The ring reflector is made from 1/4" copper tubing and is 9" in diameter (5% more than the helix). Notice in the photos how the UHF connector is mounted behind the reflector support pipe and the helix wire comes very near the reflector before attaching to the center pin. This first 2" of the helix is very sensitive to adjustment and 1/8" movement can affect the feedpoint impedance significantly. Trial and error. The two helix are each fed to one side of a coaxial relay for switching between RHCP and LHCP. I found if I grounded the un-used helix, the SWR of the selected helix would rise to about 2.5:1, so I left it floating.


Assembled Unit > Ring Reflector / Coax Connector

Findings:
I had the antennas shown in the photos mounted in place of my venerable TPM II for several days of empirical testing and observation. Mounting the antenna at an estimated 30 degree elevation, testing entailed having phone QSO's on four different amateur satellites. Here is what I found:

Matching: Feeding this antenna was a snap. I found the AF9Y ring reflector scheme worked well, but as noted above, many combinations of helix wire angles and turns spacing would produce a good SWR. More work is needed to understand what an optimum configuration would look like.

Gain: I tested the prototype with a field strength meter against my 70 cm Handi-Tenna, a known 9-10 dBi design.

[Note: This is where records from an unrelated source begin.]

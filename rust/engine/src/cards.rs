use serde::{Deserialize, Serialize};
use std::fmt;
use std::str::FromStr;

use crate::errors::GameError;

/// One of the four suits in a standard 52-card deck.
#[derive(Debug, Copy, Clone, Eq, PartialEq, Hash, Ord, PartialOrd, Serialize, Deserialize)]
pub enum Suit {
    /// Clubs suit (♣)
    Clubs,
    /// Diamonds suit (♦)
    Diamonds,
    /// Hearts suit (♥)
    Hearts,
    /// Spades suit (♠)
    Spades,
}

impl Suit {
    pub fn symbol(self) -> char {
        match self {
            Suit::Clubs => 'c',
            Suit::Diamonds => 'd',
            Suit::Hearts => 'h',
            Suit::Spades => 's',
        }
    }

    fn from_symbol(c: char) -> Option<Suit> {
        match c.to_ascii_lowercase() {
            'c' => Some(Suit::Clubs),
            'd' => Some(Suit::Diamonds),
            'h' => Some(Suit::Hearts),
            's' => Some(Suit::Spades),
            _ => None,
        }
    }
}

/// Face value of a card from Two through Ace.
#[derive(Debug, Copy, Clone, Eq, PartialEq, Hash, Ord, PartialOrd, Serialize, Deserialize)]
pub enum Rank {
    Two = 2,
    Three,
    Four,
    Five,
    Six,
    Seven,
    Eight,
    Nine,
    Ten,
    Jack,
    Queen,
    King,
    Ace,
}

impl Rank {
    pub fn symbol(self) -> char {
        match self {
            Rank::Two => '2',
            Rank::Three => '3',
            Rank::Four => '4',
            Rank::Five => '5',
            Rank::Six => '6',
            Rank::Seven => '7',
            Rank::Eight => '8',
            Rank::Nine => '9',
            Rank::Ten => 'T',
            Rank::Jack => 'J',
            Rank::Queen => 'Q',
            Rank::King => 'K',
            Rank::Ace => 'A',
        }
    }

    fn from_symbol(c: char) -> Option<Rank> {
        all_ranks()
            .into_iter()
            .find(|r| r.symbol() == c.to_ascii_uppercase())
    }
}

/// A single playing card. Rendered as rank then suit, e.g. `As`, `Td`, `7c`.
#[derive(Debug, Copy, Clone, Eq, PartialEq, Hash, Ord, PartialOrd, Serialize, Deserialize)]
pub struct Card {
    pub suit: Suit,
    pub rank: Rank,
}

impl Card {
    pub fn new(rank: Rank, suit: Suit) -> Self {
        Self { suit, rank }
    }
}

impl fmt::Display for Card {
    fn fmt(&self, f: &mut fmt::Formatter<'_>) -> fmt::Result {
        write!(f, "{}{}", self.rank.symbol(), self.suit.symbol())
    }
}

impl FromStr for Card {
    type Err = GameError;

    fn from_str(s: &str) -> Result<Self, Self::Err> {
        let mut chars = s.trim().chars();
        let parsed = match (chars.next(), chars.next(), chars.next()) {
            (Some(r), Some(su), None) => Rank::from_symbol(r).zip(Suit::from_symbol(su)),
            _ => None,
        };
        parsed
            .map(|(rank, suit)| Card { suit, rank })
            .ok_or_else(|| GameError::InvalidCard(s.to_string()))
    }
}

/// Concatenates cards without separators: `[As, Kd]` becomes `AsKd`.
pub fn format_cards(cards: &[Card]) -> String {
    cards.iter().map(Card::to_string).collect()
}

pub fn all_suits() -> [Suit; 4] {
    [Suit::Clubs, Suit::Diamonds, Suit::Hearts, Suit::Spades]
}

pub fn all_ranks() -> [Rank; 13] {
    [
        Rank::Two,
        Rank::Three,
        Rank::Four,
        Rank::Five,
        Rank::Six,
        Rank::Seven,
        Rank::Eight,
        Rank::Nine,
        Rank::Ten,
        Rank::Jack,
        Rank::Queen,
        Rank::King,
        Rank::Ace,
    ]
}

pub fn full_deck() -> Vec<Card> {
    let mut v = Vec::with_capacity(52);
    for &s in &all_suits() {
        for &r in &all_ranks() {
            v.push(Card { suit: s, rank: r });
        }
    }
    v
}
use holdem_web::{
    AppContext, AppSettings, HistoryRepository, ServerConfig, SqliteHistory, StartHandRequest,
};
use tempfile::TempDir;

fn play_one_hand(context: &AppContext, seed: u64) -> String {
    let sessions = context.sessions();
    let started = sessions
        .start_hand(StartHandRequest {
            seed: Some(seed),
            strategy: Some("passive".into()),
            ..Default::default()
        })
        .expect("start");
    let outcome = sessions
        .apply_action(&started.game_id, "fold", None)
        .expect("fold");
    assert!(outcome.is_finished());
    started.game_id
}

#[test]
fn finished_hands_survive_a_restart() {
    let dir = TempDir::new().expect("temp dir");
    let db = dir.path().join("nested").join("hands.db");

    let first = {
        let config = ServerConfig::for_tests().with_database(&db);
        let context = AppContext::new(config, AppSettings::default()).expect("context");
        play_one_hand(&context, 1)
    };
    assert!(db.exists());

    let config = ServerConfig::for_tests().with_database(&db);
    let context = AppContext::new(config, AppSettings::default()).expect("reopen");
    let second = play_one_hand(&context, 2);

    let ids: Vec<String> = context
        .history()
        .list()
        .expect("list")
        .into_iter()
        .map(|h| h.id)
        .collect();
    assert_eq!(ids, vec![first.clone(), second]);

    let stored = context
        .sessions()
        .get_history(&first)
        .expect("history of first hand");
    assert!(stored.actions.contains("Player 1 folds"));
    assert!(stored.ts.is_some());
}

#[test]
fn stored_record_matches_what_the_caller_saw() {
    let dir = TempDir::new().expect("temp dir");
    let db = dir.path().join("hands.db");
    let config = ServerConfig::for_tests().with_database(&db);
    let context = AppContext::new(config, AppSettings::default()).expect("context");
    let sessions = context.sessions();

    let started = sessions
        .start_hand(StartHandRequest {
            seed: Some(17),
            ..Default::default()
        })
        .expect("start");
    let outcome = sessions
        .apply_action(&started.game_id, "fold", None)
        .expect("fold");
    let returned = match outcome {
        holdem_web::HandOutcome::Finished(done) => done,
        holdem_web::HandOutcome::Live(_) => panic!("fold should end the hand for the human"),
    };
    assert!(returned.persisted);

    let reopened = SqliteHistory::open(&db).expect("open");
    assert_eq!(
        reopened.get(&started.game_id).expect("get"),
        Some(returned.hand)
    );
}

The prototype appeared to have just about the same gain (which is slightly, maybe 1 or 2 dB) less than the previous version with the solid reflector). In on-the-air comparisons, it appears to have less gain, at least 3 dB, than my usual antenna, the TPM II.

Size: This antenna is still larger than my 2 meter TPM II (see photo at right), a design of comparable gain and polarity flexibility, but is significantly smaller and lighter without the solid reflector. Make no mistake, these are LARGE antennae for their effective gain! This antenna is still many times larger in wind load and much heavier than the TPM II.

Pointing: This was a casually constructed, experimental model. The first prototype had an error in the winding of one of the loops, explaining the odd off-pointing behavior I observed (sorry). This new design (with correct winding) appears to have good axial symmmetry.

Performance: I tried both antennas out on AO-27 and FO-20. On AO-27, I found the receive performance on FM was noticeably less sensitive than the comparison TPM II, with the ring reflector slightly worse than the solid reflector model I had up the prior weekend. On FO-20, I found the SSB S/N ratio to be intolerable. The background noise picked up by this antenna amazed me--especially with the preamp engaged. I believe the ring reflector version is worse than the solid reflector model, probably due to a degraded F/B ratio from the reflector substitution. I was able to maintain QSOs fairly well when the satellite was above 20 degrees elevation (no preamp), but had great difficulty hearing below that elevation. A more typical helical antenna would have more turns and hence, more gain, but I do not know how much that would improve the S/N ratio (enough to allow me to use my preamp below 20 degrees?). On SO-35 the ring reflector redeemed itself, allowing me to work the bird from horizon to horizon, which I have never been able to do with the TPM II. Perhaps the gain in really there, but the S/N ratio masks it on receive. On AO-10, I could not discern any difference from my usual antenna. The polarization switching, though, was very evident and useful for both SO-35 and AO-10 uplinks.

 

Next Steps:
The second attempt (with the ring reflector) was a significant and fruitful step forward in my investigations. As noted before, more careful testing and observation is in order, but I also need to model the design to determine the best reflector spacing. In a pound-per-dB contest, this antenna is a dog. I did, however, validate my original premise a 2.4 GHz version could be broadbanded and tolerant of construction methods.

I don't plan on pursuing a 70 cm design any further. I plan to model this version first to confirm my findings, extrapolate the model to a longer version of this basic design, with perhaps a tapered profile (more gain), and then scale the design to 13 cm. My next helix construction project will be a mode S downlink antenna for P3D. See you on mode U/S.